Politik | Saturday, 05 Feb 2022, 11:29 WIB

Kepala Badan Nasional Penanggulangan Terorisme (BNPT) Boy Rafli Amar menyampaikan pernyataan yang menimbulkan kegaduhan dengan mengatakan bahwa masih ditemukan pondok pesntren yang terafiliasi dengan jaringan teroris dalam pemaparan di Komisi III DPR, Selasa 25 Januari 2022. Jelas pernyataan ini banyak menimbulkan kegeraman di kalangan pesantren, ulama, ormas Islam, MUI dan tokoh Islam lainnya. BNPT kembali mengeluarkan tuduhan sepihak, dan ini bukan yang pertama kali dilakukan untuk kembali menyudutkan umat Islam dengan isu murahan yang jelas mempertontonkan sikap islamophobia di tingkat lembaga negara. Ini juga bukan pernyataan yang mengherankan, jangankan melempar tuduhan sepihak, melakukan pembunuhan sepihak atas nama pemberantasan radikalisme, antisipasi tindakan terorisme juga sudah menjadi langganan kebijakan atas nama penggaulangan terorisme. Kita tidak boleh lupa bagaimana aparat dengan mudahnya menghilangkan 6 nyawa laskar FPI, main tangkap sana-sini, hingga membunuh tanpa bukti seperti yang terjadi pada kasus Siyono di Jawa Tengah yang dibunuh aparat Densus 88 pada tahun 2016 silam. Sudah menjadi ciri khas, melempar isu radikalisme dan terorisme untuk menyudutkan umat Islam, bahkan membungkam umat Islam. Apalagi alasannya jika bukan karena islamophobia, ketakutan dan kebencian terhadap Islam.
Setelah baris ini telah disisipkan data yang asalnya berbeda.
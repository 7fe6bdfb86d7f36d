//! Spherical geometry helpers.

/// Earth radius used by FESOM2, in metres.
pub const EARTH_RADIUS: f64 = 6_367_500.0;

fn unit_vector(lon: f64, lat: f64) -> [f64; 3] {
    let (lon, lat) = (lon.to_radians(), lat.to_radians());
    [lat.cos() * lon.cos(), lat.cos() * lon.sin(), lat.sin()]
}

fn dot(a: [f64; 3], b: [f64; 3]) -> f64 {
    a[0] * b[0] + a[1] * b[1] + a[2] * b[2]
}

fn cross(a: [f64; 3], b: [f64; 3]) -> [f64; 3] {
    [
        a[1] * b[2] - a[2] * b[1],
        a[2] * b[0] - a[0] * b[2],
        a[0] * b[1] - a[1] * b[0],
    ]
}

/// Area of the spherical triangle spanned by three (lon, lat) points, in m².
///
/// Uses the Van Oosterom–Strackee formula for the spherical excess, which is
/// independent of longitude wrapping.
pub fn spherical_triangle_area(p: [(f64, f64); 3], radius: f64) -> f64 {
    let [a, b, c] = p.map(|(lon, lat)| unit_vector(lon, lat));
    let numerator = dot(a, cross(b, c)).abs();
    let denominator = 1.0 + dot(a, b) + dot(b, c) + dot(c, a);
    2.0 * numerator.atan2(denominator) * radius * radius
}
//! Sea-ice integrals
//!
//! All three integrals share one operator: a sum over the nodes of one
//! hemisphere of `f(value) × node_area`, evaluated per time step. They differ
//! only in `f`. Extent counts the full node area where concentration is above
//! a threshold; area and volume weight the area by the field itself.

use crate::errors::{FesomError, Result};
use crate::field::{describe_dims, AsField, Dim};
use crate::mesh::Mesh;
use crate::statistics::weighted_sum_rows;
use ndarray::{Array1, Ix2};
use tracing::debug;

/// Concentration above which a node counts as ice covered
pub const EXTENT_THRESHOLD: f64 = 0.15;

/// Hemisphere an integral is restricted to
#[derive(Debug, Clone, Copy, PartialEq, Eq, Default)]
pub enum Hemisphere {
    /// Nodes with latitude above zero
    #[default]
    North,
    /// Nodes with latitude below zero
    South,
}

impl Hemisphere {
    fn contains(self, lat: f64) -> bool {
        match self {
            Self::North => lat > 0.0,
            Self::South => lat < 0.0,
        }
    }

    const fn suffix(self) -> char {
        match self {
            Self::North => 'n',
            Self::South => 's',
        }
    }
}

/// Options for the sea-ice integrals
#[derive(Debug, Clone, Copy, PartialEq)]
pub struct IceOptions {
    pub hemisphere: Hemisphere,
    /// Concentration threshold of `ice_ext`
    pub extent_threshold: f64,
    /// Values below this do not contribute to `ice_area` and `ice_vol`
    pub min_value: f64,
}

impl Default for IceOptions {
    fn default() -> Self {
        Self {
            hemisphere: Hemisphere::North,
            extent_threshold: EXTENT_THRESHOLD,
            min_value: 0.0,
        }
    }
}

/// One value per time step, with the name and units of the diagnostic
#[derive(Debug, Clone, PartialEq)]
pub struct TimeSeries {
    pub name: String,
    pub units: String,
    pub time: Option<Vec<f64>>,
    pub values: Array1<f64>,
}

impl TimeSeries {
    pub fn len(&self) -> usize {
        self.values.len()
    }

    pub fn is_empty(&self) -> bool {
        self.values.is_empty()
    }
}

fn integrate<F, T>(
    operation: &str,
    data: &F,
    mesh: &Mesh,
    options: &IceOptions,
    name: &str,
    units: &str,
    transform: T,
) -> Result<TimeSeries>
where
    F: AsField + ?Sized,
    T: Fn(f64) -> f64 + Sync,
{
    let field = data.to_field(mesh)?;
    if field.has(Dim::Depth) {
        return Err(FesomError::dimensionality(
            operation,
            format!(
                "expected a 2-D (time, node) field, got {}",
                describe_dims(field.dims())
            ),
        ));
    }
    let field = field.with_time_axis();
    let time = field.time().map(<[f64]>::to_vec);
    let values = field.into_values().into_dimensionality::<Ix2>()?;

    let hemisphere = options.hemisphere;
    let weights: Array1<f64> = mesh
        .node_area
        .iter()
        .zip(mesh.lat.iter())
        .map(|(&area, &lat)| if hemisphere.contains(lat) { area } else { 0.0 })
        .collect();

    let values = weighted_sum_rows(values.view(), weights.view(), transform);
    debug!(operation, steps = values.len(), "integrated ice field");

    Ok(TimeSeries {
        name: format!("{name}{}", hemisphere.suffix()),
        units: units.to_string(),
        time,
        values,
    })
}

/// Sea-ice extent of the northern hemisphere, m²
///
/// # Errors
///
/// Returns `ShapeMismatch` if the node axis does not match the mesh and
/// `InvalidDimensionality` for fields with a depth axis.
pub fn ice_ext<F: AsField + ?Sized>(data: &F, mesh: &Mesh) -> Result<TimeSeries> {
    ice_ext_with(data, mesh, &IceOptions::default())
}

/// Sea-ice extent: area of nodes whose concentration exceeds the threshold
///
/// # Errors
///
/// See [`ice_ext`].
pub fn ice_ext_with<F: AsField + ?Sized>(
    data: &F,
    mesh: &Mesh,
    options: &IceOptions,
) -> Result<TimeSeries> {
    let threshold = options.extent_threshold;
    integrate("ice_ext", data, mesh, options, "siextent", "m2", |v| {
        if v > threshold {
            1.0
        } else {
            0.0
        }
    })
}

/// Sea-ice area of the northern hemisphere, m²
///
/// # Errors
///
/// See [`ice_ext`].
pub fn ice_area<F: AsField + ?Sized>(data: &F, mesh: &Mesh) -> Result<TimeSeries> {
    ice_area_with(data, mesh, &IceOptions::default())
}

/// Sea-ice area: concentration-weighted node area
///
/// # Errors
///
/// See [`ice_ext`].
pub fn ice_area_with<F: AsField + ?Sized>(
    data: &F,
    mesh: &Mesh,
    options: &IceOptions,
) -> Result<TimeSeries> {
    let min = options.min_value;
    integrate("ice_area", data, mesh, options, "siarea", "m2", move |v| {
        field_weight(v, min)
    })
}

/// Sea-ice volume of the northern hemisphere, m³
///
/// # Errors
///
/// See [`ice_ext`].
pub fn ice_vol<F: AsField + ?Sized>(data: &F, mesh: &Mesh) -> Result<TimeSeries> {
    ice_vol_with(data, mesh, &IceOptions::default())
}

/// Sea-ice volume: thickness-weighted node area
///
/// # Errors
///
/// See [`ice_ext`].
pub fn ice_vol_with<F: AsField + ?Sized>(
    data: &F,
    mesh: &Mesh,
    options: &IceOptions,
) -> Result<TimeSeries> {
    let min = options.min_value;
    integrate("ice_vol", data, mesh, options, "sivol", "m3", move |v| {
        field_weight(v, min)
    })
}

fn field_weight(v: f64, min: f64) -> f64 {
    if v.is_finite() && v >= min {
        v
    } else {
        0.0
    }
}

#[cfg(test)]
mod tests {
    use super::*;
    use ndarray::{array, Array2};

    // Four nodes, two north and two south of the equator.
    fn mesh() -> Mesh {
        Mesh::from_parts(
            "mem",
            vec![0.0, 1.0, 0.0, 1.0],
            vec![1.0, 1.0, -1.0, -1.0],
            vec![[0, 1, 2], [1, 3, 2]],
            vec![0.0, 10.0],
            None,
        )
        .unwrap()
    }

    #[test]
    fn extent_counts_area_above_threshold() {
        let mesh = mesh();
        let data = array![[0.1, 0.9, 1.0, 1.0], [0.2, 0.2, 0.0, 0.0]];
        let ext = ice_ext(&data, &mesh).unwrap();
        assert_eq!(ext.name, "siextentn");
        assert_eq!(ext.len(), 2);
        assert!((ext.values[0] - mesh.node_area[1]).abs() < 1e-6);
        assert!((ext.values[1] - (mesh.node_area[0] + mesh.node_area[1])).abs() < 1e-6);
    }

    #[test]
    fn area_weights_by_concentration() {
        let mesh = mesh();
        let data = array![[0.5, f64::NAN, 1.0, 1.0]];
        let area = ice_area(&data, &mesh).unwrap();
        assert!((area.values[0] - 0.5 * mesh.node_area[0]).abs() < 1e-6);

        let south = IceOptions {
            hemisphere: Hemisphere::South,
            ..IceOptions::default()
        };
        let area = ice_area_with(&data, &mesh, &south).unwrap();
        assert_eq!(area.name, "siareas");
        assert!((area.values[0] - (mesh.node_area[2] + mesh.node_area[3])).abs() < 1e-6);
    }

    #[test]
    fn volume_is_the_same_operator() {
        let mesh = mesh();
        let data = array![[2.0, 3.0, 0.0, 0.0]];
        let vol = ice_vol(&data, &mesh).unwrap();
        let area = ice_area(&data, &mesh).unwrap();
        assert_eq!(vol.values, area.values);
        assert_eq!(vol.units, "m3");
    }

    #[test]
    fn caller_array_untouched() {
        let mesh = mesh();
        let data = array![[0.1, 0.9, 0.5, 0.05]];
        let before = data.clone();
        ice_ext(&data, &mesh).unwrap();
        assert_eq!(data, before);
    }

    #[test]
    fn node_count_must_match_mesh() {
        let mesh = mesh();
        let data = Array2::<f64>::zeros((1, 5));
        match ice_area(&data, &mesh) {
            Err(FesomError::ShapeMismatch { expected, found, .. }) => {
                assert_eq!((expected, found), (4, 5));
            }
            other => panic!("Expected ShapeMismatch, got {other:?}"),
        }
    }

    #[test]
    fn depth_axis_rejected() {
        let mesh = mesh();
        let data = ndarray::Array3::<f64>::zeros((1, 2, 4));
        assert!(matches!(
            ice_vol(&data, &mesh),
            Err(FesomError::InvalidDimensionality { .. })
        ));
    }
}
Kembali pada wacana pemetaan pesantren yang katanya sebagai upaya deteksi dini dan kewaspadaan masyarakat terhadap bahaya terorisme dan radikalisme. Pemetaan ini jelas bukan solusi, bahkan hanya akan menimbulkan perpecahan dan pengkotak-kotakan pesantren. Seharusnya tidak perlu berlindung di balik topeng terorisme dan radikalisme, terus terang sajalah , pemetaan pesantren pendukung dan pengkritik rezim. Karena hasil akhirnya bisa ditebak, pesantren yang mendukung rezim pasti akan diberi label pesantren toleran, moderat anti terorisme, anti radikalisme dan selanjutkan akan dianakemaskan, minimal mendapat kucuran dana. Sebaliknya, pesantren yang terindikasi berafiliasi pada jaringan teroris, mengajarkan islam radikal akan terus disudutkan, diisolasi dari masyarakat, dikriminalkan dan akhirnya tidak ada peminat. Sudah bukan rahasia lagi, penguasa saat ini dengan kepanjangan tangan semua lembaga berusaha mengamankan kekuasaan. Isu yang dijual bisa jadi bermacam-macam, namun khusus terorisme dan radikalisme jelas sasarannya adalah umat Islam.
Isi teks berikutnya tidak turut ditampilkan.